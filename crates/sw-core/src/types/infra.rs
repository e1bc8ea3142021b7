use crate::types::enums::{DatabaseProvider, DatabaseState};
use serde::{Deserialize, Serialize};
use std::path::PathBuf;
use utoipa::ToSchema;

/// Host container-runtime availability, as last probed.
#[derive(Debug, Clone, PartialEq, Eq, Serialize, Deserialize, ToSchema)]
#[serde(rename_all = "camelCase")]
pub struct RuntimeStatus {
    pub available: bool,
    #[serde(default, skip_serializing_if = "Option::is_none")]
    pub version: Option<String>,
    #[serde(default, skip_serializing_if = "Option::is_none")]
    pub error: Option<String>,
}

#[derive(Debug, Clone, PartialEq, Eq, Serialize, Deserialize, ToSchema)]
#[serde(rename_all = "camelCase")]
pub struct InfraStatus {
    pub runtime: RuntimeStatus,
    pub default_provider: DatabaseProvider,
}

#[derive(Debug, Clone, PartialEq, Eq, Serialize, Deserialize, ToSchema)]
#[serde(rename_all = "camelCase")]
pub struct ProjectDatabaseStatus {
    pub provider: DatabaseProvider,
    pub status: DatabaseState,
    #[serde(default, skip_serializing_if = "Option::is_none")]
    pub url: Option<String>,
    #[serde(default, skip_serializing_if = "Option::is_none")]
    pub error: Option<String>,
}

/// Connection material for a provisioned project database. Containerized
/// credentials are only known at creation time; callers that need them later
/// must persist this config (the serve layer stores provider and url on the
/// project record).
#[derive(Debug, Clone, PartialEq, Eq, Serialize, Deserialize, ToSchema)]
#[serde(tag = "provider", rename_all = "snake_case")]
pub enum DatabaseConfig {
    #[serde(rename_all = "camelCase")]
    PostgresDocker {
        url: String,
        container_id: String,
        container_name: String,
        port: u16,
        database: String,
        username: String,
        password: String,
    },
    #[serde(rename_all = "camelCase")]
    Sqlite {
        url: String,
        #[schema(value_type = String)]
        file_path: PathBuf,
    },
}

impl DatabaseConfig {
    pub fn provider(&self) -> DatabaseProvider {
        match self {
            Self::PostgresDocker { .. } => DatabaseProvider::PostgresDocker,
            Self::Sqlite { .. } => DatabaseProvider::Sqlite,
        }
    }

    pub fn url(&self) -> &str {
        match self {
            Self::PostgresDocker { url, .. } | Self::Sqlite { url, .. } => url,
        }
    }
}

___

Task directions — Every line above should be written out again, unchanged.

Result of this exercise —
filename crates/sw-core/src/types/infra.rs
repository e1bc8ea3142021b7
use crate::types::enums::{DatabaseProvider, DatabaseState};
use serde::{Deserialize, Serialize};
use std::path::PathBuf;
use utoipa::ToSchema;

/// Host container-runtime availability, as last probed.
#[derive(Debug, Clone, PartialEq, Eq, Serialize, Deserialize, ToSchema)]
#[serde(rename_all = "camelCase")]
pub struct RuntimeStatus {
    pub available: bool,
    #[serde(default, skip_serializing_if = "Option::is_none")]
    pub version: Option<String>,
    #[serde(default, skip_serializing_if = "Option::is_none")]
    pub error: Option<String>,
}

#[derive(Debug, Clone, PartialEq, Eq, Serialize, Deserialize, ToSchema)]
#[serde(rename_all = "camelCase")]
pub struct InfraStatus {
    pub runtime: RuntimeStatus,
    pub default_provider: DatabaseProvider,
}

#[derive(Debug, Clone, PartialEq, Eq, Serialize, Deserialize, ToSchema)]
#[serde(rename_all = "camelCase")]
pub struct ProjectDatabaseStatus {
    pub provider: DatabaseProvider,
    pub status: DatabaseState,
    #[serde(default, skip_serializing_if = "Option::is_none")]
    pub url: Option<String>,
    #[serde(default, skip_serializing_if = "Option::is_none")]
    pub error: Option<String>,
}

/// Connection material for a provisioned project database. Containerized
/// credentials are only known at creation time; callers that need them later
/// must persist this config (the serve layer stores provider and url on the
/// project record).
#[derive(Debug, Clone, PartialEq, Eq, Serialize, Deserialize, ToSchema)]
#[serde(tag = "provider", rename_all = "snake_case")]
pub enum DatabaseConfig {
    #[serde(rename_all = "camelCase")]
    PostgresDocker {
        url: String,
        container_id: String,
        container_name: String,
        port: u16,
        database: String,
        username: String,
        password: String,
    },
    #[serde(rename_all = "camelCase")]
    Sqlite {
        url: String,
        #[schema(value_type = String)]
        file_path: PathBuf,
    },
}

impl DatabaseConfig {
    pub fn provider(&self) -> DatabaseProvider {
        match self {
            Self::PostgresDocker { .. } => DatabaseProvider::PostgresDocker,
            Self::Sqlite { .. } => DatabaseProvider::Sqlite,
        }
    }

    pub fn url(&self) -> &str {
        match self {
            Self::PostgresDocker { url, .. } | Self::Sqlite { url, .. } => url,
        }
    }
}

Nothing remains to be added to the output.